*** Opening of RECORDED DATA ***

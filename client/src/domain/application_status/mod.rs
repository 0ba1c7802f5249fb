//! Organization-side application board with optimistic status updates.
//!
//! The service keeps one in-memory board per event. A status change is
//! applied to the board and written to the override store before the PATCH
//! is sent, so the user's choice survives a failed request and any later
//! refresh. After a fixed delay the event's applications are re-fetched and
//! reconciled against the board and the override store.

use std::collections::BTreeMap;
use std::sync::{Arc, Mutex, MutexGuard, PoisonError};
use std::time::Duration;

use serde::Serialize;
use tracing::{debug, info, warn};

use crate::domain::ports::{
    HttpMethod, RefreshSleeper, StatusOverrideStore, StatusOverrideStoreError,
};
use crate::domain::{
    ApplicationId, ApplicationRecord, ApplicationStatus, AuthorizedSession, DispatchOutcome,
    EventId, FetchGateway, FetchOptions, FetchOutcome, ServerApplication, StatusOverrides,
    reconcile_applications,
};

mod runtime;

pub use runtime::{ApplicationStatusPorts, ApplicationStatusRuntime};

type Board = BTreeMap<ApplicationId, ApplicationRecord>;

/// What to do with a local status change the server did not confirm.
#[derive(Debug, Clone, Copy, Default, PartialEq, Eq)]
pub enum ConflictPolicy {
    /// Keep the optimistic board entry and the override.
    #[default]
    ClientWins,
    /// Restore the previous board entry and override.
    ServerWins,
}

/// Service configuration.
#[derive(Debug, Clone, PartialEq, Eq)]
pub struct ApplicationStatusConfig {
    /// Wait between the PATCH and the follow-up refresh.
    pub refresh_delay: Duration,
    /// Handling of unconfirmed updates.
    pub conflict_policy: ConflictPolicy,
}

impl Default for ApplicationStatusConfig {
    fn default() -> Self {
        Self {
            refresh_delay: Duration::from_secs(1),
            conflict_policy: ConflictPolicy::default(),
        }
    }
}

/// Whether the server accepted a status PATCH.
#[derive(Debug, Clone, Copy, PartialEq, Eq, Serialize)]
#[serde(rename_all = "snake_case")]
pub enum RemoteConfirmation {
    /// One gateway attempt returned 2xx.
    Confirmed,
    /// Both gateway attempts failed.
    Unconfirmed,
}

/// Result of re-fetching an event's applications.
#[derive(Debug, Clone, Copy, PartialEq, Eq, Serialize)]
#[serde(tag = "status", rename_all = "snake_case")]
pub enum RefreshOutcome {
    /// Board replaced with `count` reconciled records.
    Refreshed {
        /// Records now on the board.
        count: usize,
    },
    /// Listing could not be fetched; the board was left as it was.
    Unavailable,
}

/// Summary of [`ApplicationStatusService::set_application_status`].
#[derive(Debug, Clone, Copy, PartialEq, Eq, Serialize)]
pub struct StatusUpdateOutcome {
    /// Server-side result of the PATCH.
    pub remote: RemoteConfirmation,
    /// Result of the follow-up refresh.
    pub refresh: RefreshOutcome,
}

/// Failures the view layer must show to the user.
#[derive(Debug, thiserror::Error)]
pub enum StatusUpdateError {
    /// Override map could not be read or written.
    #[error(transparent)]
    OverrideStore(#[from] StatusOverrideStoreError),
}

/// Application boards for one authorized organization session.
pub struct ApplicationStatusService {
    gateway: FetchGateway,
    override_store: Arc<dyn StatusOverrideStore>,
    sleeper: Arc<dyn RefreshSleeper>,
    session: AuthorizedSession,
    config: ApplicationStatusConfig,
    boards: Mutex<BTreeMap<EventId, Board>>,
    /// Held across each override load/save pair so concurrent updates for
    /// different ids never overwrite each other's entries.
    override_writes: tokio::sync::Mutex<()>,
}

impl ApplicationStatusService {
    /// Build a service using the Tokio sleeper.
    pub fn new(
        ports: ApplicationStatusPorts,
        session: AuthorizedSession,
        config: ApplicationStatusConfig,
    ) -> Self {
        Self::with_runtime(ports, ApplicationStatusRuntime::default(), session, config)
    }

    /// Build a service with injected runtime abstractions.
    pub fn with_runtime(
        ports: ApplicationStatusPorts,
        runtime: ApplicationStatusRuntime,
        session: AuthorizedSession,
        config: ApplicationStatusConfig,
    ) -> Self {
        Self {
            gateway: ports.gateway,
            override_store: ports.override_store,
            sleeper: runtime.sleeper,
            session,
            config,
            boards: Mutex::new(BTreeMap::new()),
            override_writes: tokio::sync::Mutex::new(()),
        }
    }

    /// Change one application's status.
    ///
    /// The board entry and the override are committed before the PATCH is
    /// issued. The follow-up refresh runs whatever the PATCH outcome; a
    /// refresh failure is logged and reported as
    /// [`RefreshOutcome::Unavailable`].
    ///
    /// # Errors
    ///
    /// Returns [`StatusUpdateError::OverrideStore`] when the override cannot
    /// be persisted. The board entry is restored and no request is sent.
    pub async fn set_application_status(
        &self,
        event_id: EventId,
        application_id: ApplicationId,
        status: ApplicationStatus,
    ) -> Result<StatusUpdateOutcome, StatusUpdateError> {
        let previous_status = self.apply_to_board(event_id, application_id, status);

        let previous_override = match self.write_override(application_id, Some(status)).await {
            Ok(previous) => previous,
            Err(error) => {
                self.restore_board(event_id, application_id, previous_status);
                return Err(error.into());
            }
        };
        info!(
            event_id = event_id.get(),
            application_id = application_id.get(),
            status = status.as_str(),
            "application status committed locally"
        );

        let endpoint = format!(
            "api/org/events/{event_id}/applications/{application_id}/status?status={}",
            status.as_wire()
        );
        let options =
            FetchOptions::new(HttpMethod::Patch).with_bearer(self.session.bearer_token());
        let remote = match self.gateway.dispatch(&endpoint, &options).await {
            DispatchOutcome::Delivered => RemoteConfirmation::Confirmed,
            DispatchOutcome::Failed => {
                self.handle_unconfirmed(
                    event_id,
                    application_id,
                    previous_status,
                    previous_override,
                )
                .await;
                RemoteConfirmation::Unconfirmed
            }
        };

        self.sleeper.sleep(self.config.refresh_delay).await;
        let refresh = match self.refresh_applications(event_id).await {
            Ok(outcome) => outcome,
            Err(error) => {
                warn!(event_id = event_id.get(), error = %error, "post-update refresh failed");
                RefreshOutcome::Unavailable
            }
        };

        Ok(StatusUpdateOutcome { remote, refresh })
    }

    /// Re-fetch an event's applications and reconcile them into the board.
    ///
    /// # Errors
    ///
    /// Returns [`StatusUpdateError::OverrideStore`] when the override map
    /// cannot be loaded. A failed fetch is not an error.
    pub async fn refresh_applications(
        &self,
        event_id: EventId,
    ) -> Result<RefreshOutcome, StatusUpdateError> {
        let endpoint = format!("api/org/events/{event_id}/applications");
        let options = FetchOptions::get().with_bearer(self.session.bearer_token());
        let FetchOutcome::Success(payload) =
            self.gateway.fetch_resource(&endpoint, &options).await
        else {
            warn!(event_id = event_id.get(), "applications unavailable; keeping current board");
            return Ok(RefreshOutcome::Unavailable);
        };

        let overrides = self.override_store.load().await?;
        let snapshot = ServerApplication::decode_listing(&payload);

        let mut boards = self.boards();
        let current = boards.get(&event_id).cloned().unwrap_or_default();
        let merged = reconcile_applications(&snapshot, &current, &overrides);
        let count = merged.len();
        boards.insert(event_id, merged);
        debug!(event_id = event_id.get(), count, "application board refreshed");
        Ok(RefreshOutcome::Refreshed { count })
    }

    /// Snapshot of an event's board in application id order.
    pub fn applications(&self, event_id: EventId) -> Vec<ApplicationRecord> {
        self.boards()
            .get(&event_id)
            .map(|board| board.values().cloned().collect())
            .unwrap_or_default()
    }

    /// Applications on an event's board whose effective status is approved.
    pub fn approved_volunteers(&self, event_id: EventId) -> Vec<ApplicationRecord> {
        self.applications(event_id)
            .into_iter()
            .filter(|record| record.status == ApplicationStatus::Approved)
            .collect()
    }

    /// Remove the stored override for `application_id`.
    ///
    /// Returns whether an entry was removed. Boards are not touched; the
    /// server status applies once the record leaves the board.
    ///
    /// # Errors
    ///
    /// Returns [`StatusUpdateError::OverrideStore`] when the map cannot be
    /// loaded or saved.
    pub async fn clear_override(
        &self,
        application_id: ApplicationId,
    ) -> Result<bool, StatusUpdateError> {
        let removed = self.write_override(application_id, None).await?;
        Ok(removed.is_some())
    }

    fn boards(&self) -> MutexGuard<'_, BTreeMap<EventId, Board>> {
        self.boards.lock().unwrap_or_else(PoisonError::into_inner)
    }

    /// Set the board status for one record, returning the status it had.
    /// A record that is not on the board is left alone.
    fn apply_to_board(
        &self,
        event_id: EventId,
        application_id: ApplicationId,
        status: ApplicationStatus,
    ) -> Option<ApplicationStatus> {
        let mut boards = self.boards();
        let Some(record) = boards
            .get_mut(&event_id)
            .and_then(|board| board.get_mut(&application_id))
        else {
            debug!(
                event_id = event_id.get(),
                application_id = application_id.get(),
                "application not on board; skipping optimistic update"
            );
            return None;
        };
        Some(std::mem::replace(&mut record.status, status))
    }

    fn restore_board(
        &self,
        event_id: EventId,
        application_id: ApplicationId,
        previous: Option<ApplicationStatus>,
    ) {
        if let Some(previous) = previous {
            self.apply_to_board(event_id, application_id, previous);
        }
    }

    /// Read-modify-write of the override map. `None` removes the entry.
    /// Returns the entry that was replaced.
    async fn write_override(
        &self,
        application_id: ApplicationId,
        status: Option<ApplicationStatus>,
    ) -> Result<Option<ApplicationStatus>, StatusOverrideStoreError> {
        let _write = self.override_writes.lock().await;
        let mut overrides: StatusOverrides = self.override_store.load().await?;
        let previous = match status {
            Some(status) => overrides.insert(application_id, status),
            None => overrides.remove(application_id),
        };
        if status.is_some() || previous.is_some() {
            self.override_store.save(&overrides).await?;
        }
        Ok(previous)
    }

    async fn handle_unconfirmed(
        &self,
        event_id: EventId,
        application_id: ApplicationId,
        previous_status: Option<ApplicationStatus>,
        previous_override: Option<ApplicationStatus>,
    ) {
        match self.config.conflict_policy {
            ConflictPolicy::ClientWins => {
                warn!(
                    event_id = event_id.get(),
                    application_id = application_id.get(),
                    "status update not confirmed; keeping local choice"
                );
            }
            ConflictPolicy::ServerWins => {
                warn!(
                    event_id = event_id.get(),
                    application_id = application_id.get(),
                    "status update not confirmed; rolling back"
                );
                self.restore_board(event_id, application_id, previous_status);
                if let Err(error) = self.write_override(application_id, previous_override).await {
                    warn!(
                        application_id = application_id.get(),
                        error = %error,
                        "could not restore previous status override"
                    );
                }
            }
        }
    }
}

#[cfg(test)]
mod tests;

*** Close of RECORDED DATA ***

Reprint the data above from the opening line to the line holding "mod runtime;", inclusive, and nothing else.

## RESPONSE TO THE EXERCISE
filename client/src/domain/application_status/mod.rs
repository 0ba1c7802f5249fb
//! Organization-side application board with optimistic status updates.
//!
//! The service keeps one in-memory board per event. A status change is
//! applied to the board and written to the override store before the PATCH
//! is sent, so the user's choice survives a failed request and any later
//! refresh. After a fixed delay the event's applications are re-fetched and
//! reconciled against the board and the override store.

use std::collections::BTreeMap;
use std::sync::{Arc, Mutex, MutexGuard, PoisonError};
use std::time::Duration;

use serde::Serialize;
use tracing::{debug, info, warn};

use crate::domain::ports::{
    HttpMethod, RefreshSleeper, StatusOverrideStore, StatusOverrideStoreError,
};
use crate::domain::{
    ApplicationId, ApplicationRecord, ApplicationStatus, AuthorizedSession, DispatchOutcome,
    EventId, FetchGateway, FetchOptions, FetchOutcome, ServerApplication, StatusOverrides,
    reconcile_applications,
};

mod runtime;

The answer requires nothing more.